> **Problem details**
Once you have read the records, output them exactly.
-*-*-
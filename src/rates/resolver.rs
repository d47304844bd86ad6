use rust_decimal::Decimal;
use serde::{Deserialize, Serialize};

use crate::decimal::Rate;
use crate::rates::RateRecord;
use crate::types::{LtvBucket, ProductKind};

/// rate components applicable to one quote
#[derive(Debug, Clone, PartialEq, Serialize, Deserialize)]
pub struct ResolvedRate {
    pub product: ProductKind,
    pub bucket: LtvBucket,
    /// rate as read from the card, in percent
    pub nominal: Decimal,
    /// coupon or margin per month, excluding base rate
    pub monthly_coupon: Rate,
    /// base rate per month, zero when the product ignores base rate
    pub monthly_base: Rate,
    pub annual_base: Rate,
    /// all-in annual rate including base where applicable
    pub full_annual: Rate,
    pub tier: Option<String>,
}

impl ResolvedRate {
    /// coupon plus base per month
    pub fn monthly_total(&self) -> Rate {
        self.monthly_coupon + self.monthly_base
    }
}

/// derives rate components from a rate record
pub struct RateResolver;

impl RateResolver {
    pub fn resolve(
        product: ProductKind,
        bucket: LtvBucket,
        record: &RateRecord,
        annual_base: Rate,
    ) -> ResolvedRate {
        let nominal = record.rate_for(bucket);

        let (monthly_coupon, monthly_base, annual_base, full_annual, tier) = match product {
            ProductKind::VariableBridge => {
                let margin = Rate::from_percent(nominal);
                let base = annual_base.monthly_rate();
                (margin, base, annual_base, (margin + base).annualized(), None)
            }
            ProductKind::FixedBridge => {
                let coupon = Rate::from_percent(nominal);
                (coupon, Rate::ZERO, Rate::ZERO, coupon.annualized(), None)
            }
            ProductKind::Fusion => {
                let annual_margin = Rate::from_percent(nominal);
                (
                    annual_margin.monthly_rate(),
                    annual_base.monthly_rate(),
                    annual_base,
                    annual_margin + annual_base,
                    record.product.clone(),
                )
            }
        };

        ResolvedRate {
            product,
            bucket,
            nominal,
            monthly_coupon,
            monthly_base,
            annual_base,
            full_annual,
            tier,
        }
    }
}
/// net to gross - solve for the gross that delivers a target net advance
use bridge_pricer::{LoanSolver, LoanRequest, Money, PricingPolicy, ProductKind, Rate, RateRecord};
use rust_decimal_macros::dec;

fn main() -> Result<(), Box<dyn std::error::Error>> {
    let solver = LoanSolver::new(PricingPolicy::default())?;

    let record = RateRecord {
        rate: dec!(6.25),
        max_ltv: Some(dec!(75)),
        max_deferred_rate: Some(dec!(3)),
        product: Some("Fusion Core".to_string()),
        ..Default::default()
    };

    println!("=== fusion, borrower needs £400,000 net ===\n");
    let request = LoanRequest::builder()
        .product(ProductKind::Fusion)
        .property_value(Money::from_major(750_000))
        .specific_net_loan(Money::from_major(400_000))
        .term_months(24)
        .rolled_months(6)
        .deferred_rate(Rate::from_percentage(2))
        .base_rate(Rate::from_percentage(4))
        .arrangement_fee(Rate::from_percentage(2))
        .monthly_rent(Money::from_major(3_200))
        .build()?;

    let result = solver.price(&request, &record);
    println!("  gross: £{}", result.gross);
    println!("  net: £{}", result.net.round_dp(2));
    println!("  ltv: {:.2}% ({:?})", result.ltv.gross, result.ltv.bucket);
    println!("  aprc: {:.2}%", result.aprc);
    println!(
        "  icr: {}",
        result.icr.map(|icr| format!("{:.1}%", icr)).unwrap_or("n/a".to_string())
    );
    println!("  outcome: {:?} after {} refine passes", result.solve.outcome, result.solve.refine_passes);

    println!("\n=== second charge that cannot reach the target ===\n");
    let request = LoanRequest::builder()
        .product(ProductKind::FixedBridge)
        .property_value(Money::from_major(500_000))
        .specific_net_loan(Money::from_major(200_000))
        .term_months(12)
        .rolled_months(12)
        .arrangement_fee(Rate::from_percentage(2))
        .second_charge(Money::from_major(200_000))
        .build()?;

    let result = solver.price(&request, &RateRecord::with_rate(dec!(0.85)));
    println!("  gross: £{} (capped: {})", result.gross, result.is_capped());
    println!("  net: £{}", result.net.round_dp(2));
    println!("  combined ltv: {:.1}%", result.ltv.combined.unwrap_or_default());
    println!("  outcome: {:?}", result.solve.outcome);

    Ok(())
}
-*-*-
> **Final answer**
filename src/rates/resolver.rs
repository d47304844bd86ad6
use rust_decimal::Decimal;
use serde::{Deserialize, Serialize};

use crate::decimal::Rate;
use crate::rates::RateRecord;
use crate::types::{LtvBucket, ProductKind};

/// rate components applicable to one quote
#[derive(Debug, Clone, PartialEq, Serialize, Deserialize)]
pub struct ResolvedRate {
    pub product: ProductKind,
    pub bucket: LtvBucket,
    /// rate as read from the card, in percent
    pub nominal: Decimal,
    /// coupon or margin per month, excluding base rate
    pub monthly_coupon: Rate,
    /// base rate per month, zero when the product ignores base rate
    pub monthly_base: Rate,
    pub annual_base: Rate,
    /// all-in annual rate including base where applicable
    pub full_annual: Rate,
    pub tier: Option<String>,
}

impl ResolvedRate {
    /// coupon plus base per month
    pub fn monthly_total(&self) -> Rate {
        self.monthly_coupon + self.monthly_base
    }
}

/// derives rate components from a rate record
pub struct RateResolver;

impl RateResolver {
    pub fn resolve(
        product: ProductKind,
        bucket: LtvBucket,
        record: &RateRecord,
        annual_base: Rate,
    ) -> ResolvedRate {
        let nominal = record.rate_for(bucket);

        let (monthly_coupon, monthly_base, annual_base, full_annual, tier) = match product {
            ProductKind::VariableBridge => {
                let margin = Rate::from_percent(nominal);
                let base = annual_base.monthly_rate();
                (margin, base, annual_base, (margin + base).annualized(), None)
            }
            ProductKind::FixedBridge => {
                let coupon = Rate::from_percent(nominal);
                (coupon, Rate::ZERO, Rate::ZERO, coupon.annualized(), None)
            }
            ProductKind::Fusion => {
                let annual_margin = Rate::from_percent(nominal);
                (
                    annual_margin.monthly_rate(),
                    annual_base.monthly_rate(),
                    annual_base,
                    annual_margin + annual_base,
                    record.product.clone(),
                )
            }
        };

        ResolvedRate {
            product,
            bucket,
            nominal,
            monthly_coupon,
            monthly_base,
            annual_base,
            full_annual,
            tier,
        }
    }
}
/// net to gross - solve for the gross that delivers a target net advance
use bridge_pricer::{LoanSolver, LoanRequest, Money, PricingPolicy, ProductKind, Rate, RateRecord};
use rust_decimal_macros::dec;

fn main() -> Result<(), Box<dyn std::error::Error>> {
    let solver = LoanSolver::new(PricingPolicy::default())?;

    let record = RateRecord {
        rate: dec!(6.25),
        max_ltv: Some(dec!(75)),
        max_deferred_rate: Some(dec!(3)),
        product: Some("Fusion Core".to_string()),
        ..Default::default()
    };

    println!("=== fusion, borrower needs £400,000 net ===\n");
    let request = LoanRequest::builder()
        .product(ProductKind::Fusion)
        .property_value(Money::from_major(750_000))
        .specific_net_loan(Money::from_major(400_000))
        .term_months(24)
        .rolled_months(6)
        .deferred_rate(Rate::from_percentage(2))
        .base_rate(Rate::from_percentage(4))
        .arrangement_fee(Rate::from_percentage(2))
        .monthly_rent(Money::from_major(3_200))
        .build()?;

    let result = solver.price(&request, &record);
    println!("  gross: £{}", result.gross);
    println!("  net: £{}", result.net.round_dp(2));
    println!("  ltv: {:.2}% ({:?})", result.ltv.gross, result.ltv.bucket);
    println!("  aprc: {:.2}%", result.aprc);
    println!(
        "  icr: {}",
        result.icr.map(|icr| format!("{:.1}%", icr)).unwrap_or("n/a".to_string())
    );
    println!("  outcome: {:?} after {} refine passes", result.solve.outcome, result.solve.refine_passes);

    println!("\n=== second charge that cannot reach the target ===\n");
    let request = LoanRequest::builder()
        .product(ProductKind::FixedBridge)
        .property_value(Money::from_major(500_000))
        .specific_net_loan(Money::from_major(200_000))
        .term_months(12)
        .rolled_months(12)
        .arrangement_fee(Rate::from_percentage(2))
        .second_charge(Money::from_major(200_000))
        .build()?;

    let result = solver.price(&request, &RateRecord::with_rate(dec!(0.85)));
    println!("  gross: £{} (capped: {})", result.gross, result.is_capped());
    println!("  net: £{}", result.net.round_dp(2));
    println!("  combined ltv: {:.1}%", result.ltv.combined.unwrap_or_default());
    println!("  outcome: {:?}", result.solve.outcome);

    Ok(())
}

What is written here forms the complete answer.